CVE-2023-38298

Name of the Vulnerable Software and Affected Versions TCL 30Z versions 12/SP1A.210812.016/LV8E through 12/SP1A.210812.016/vU6X TCL A3X versions 11/RKQ1.201202.002/vAAZ through 11/RKQ1.201202.002/vABS TCL 20XE versions 11/RP1A.200720.011/PB7I-0 through 11/RP1A.200720.011/PB83-0 TCL 10L versions 10/QKQ1.200329.002/3CJ0 through 11/RKQ1.210107.001/8BIC

Description The issue concerns various software builds for TCL devices that leak the device IMEI to a system property, allowing any local app to access it without permissions. This occurs due to a high-privilege process leaking the identifier, which can then be obtained indirectly. The malicious app reads from the gsm.device.imei0 system property to obtain the device IMEI. Google restricted direct access to non-resettable device identifiers in Android 10 and higher, but this leak bypasses that restriction.

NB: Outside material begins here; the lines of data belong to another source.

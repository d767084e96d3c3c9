//! JSON-over-HTTP calls shared by the remote embedding and generation
//! providers.
//!
//! # Retry Strategy
//!
//! - HTTP 429 (rate limited) and 5xx (server error) → retry
//! - HTTP 4xx (client error, not 429) → fail immediately
//! - Network errors → retry
//! - Backoff: 1s, 2s, 4s, 8s, 16s, 32s (capped at 2^5)
//!
//! Every failure is reported as [`RagError::Provider`].

use std::time::Duration;

use serde_json::Value;
use tracing::warn;

use repo_rag_core::{RagError, Result};

/// Build a client with the configured request timeout.
pub fn client(timeout_secs: u64) -> Result<reqwest::Client> {
    reqwest::Client::builder()
        .timeout(Duration::from_secs(timeout_secs))
        .build()
        .map_err(RagError::provider)
}

/// POST `body` to `url` and return the parsed JSON response.
///
/// `service` names the backend in error messages (e.g. `"Ollama"`).
pub async fn post_json(
    client: &reqwest::Client,
    url: &str,
    bearer: Option<&str>,
    body: &Value,
    max_retries: u32,
    service: &str,
) -> Result<Value> {
    let mut last_err = None;

    for attempt in 0..=max_retries {
        if attempt > 0 {
            let delay = Duration::from_secs(1 << (attempt - 1).min(5));
            warn!(service, attempt, delay_secs = delay.as_secs(), "retrying request");
            tokio::time::sleep(delay).await;
        }

        let mut request = client.post(url).json(body);
        if let Some(key) = bearer {
            request = request.bearer_auth(key);
        }

        match request.send().await {
            Ok(response) => {
                let status = response.status();

                if status.is_success() {
                    return response.json().await.map_err(|e| {
                        RagError::Provider(format!("{} returned invalid JSON: {}", service, e))
                    });
                }

                let body_text = response.text().await.unwrap_or_default();
                let err =
                    RagError::Provider(format!("{} API error {}: {}", service, status, body_text));

                if status.as_u16() == 429 || status.is_server_error() {
                    last_err = Some(err);
                    continue;
                }
                return Err(err);
            }
            Err(e) => {
                last_err = Some(RagError::Provider(format!(
                    "{} connection error (is it running at {}?): {}",
                    service, url, e
                )));
            }
        }
    }

    Err(last_err
        .unwrap_or_else(|| RagError::Provider(format!("{} request failed after retries", service))))
}

/// Join a base URL and an API path without doubling the slash.
pub fn endpoint(base: &str, path: &str) -> String {
    format!("{}/{}", base.trim_end_matches('/'), path.trim_start_matches('/'))
}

Recommendations For TCL 30Z versions 12/SP1A.210812.016/LV8E through 12/SP1A.210812.016/vU6X, restrict access to the gsm.device.imei0 system property to prevent indirect obtainment of the device IMEI. For TCL A3X versions 11/RKQ1.201202.002/vAAZ through 11/RKQ1.201202.002/vABS, avoid using the gsm.device.imei0 system property in local apps until the issue is resolved. For TCL 20XE versions 11/RP1A.200720.011/PB7I-0 through 11/RP1A.200720.011/PB83-0, consider disabling access to the gsm.device.imei0 system property as a temporary workaround. For TCL 10L versions 10/QKQ1.200329.002/3CJ0 through 11/RKQ1.210107.001/8BIC, limit the use of the gsm.device.imei0 system property to minimize the risk of exploitation. At the moment, there is no information about a newer version that contains a fix for this vulnerability.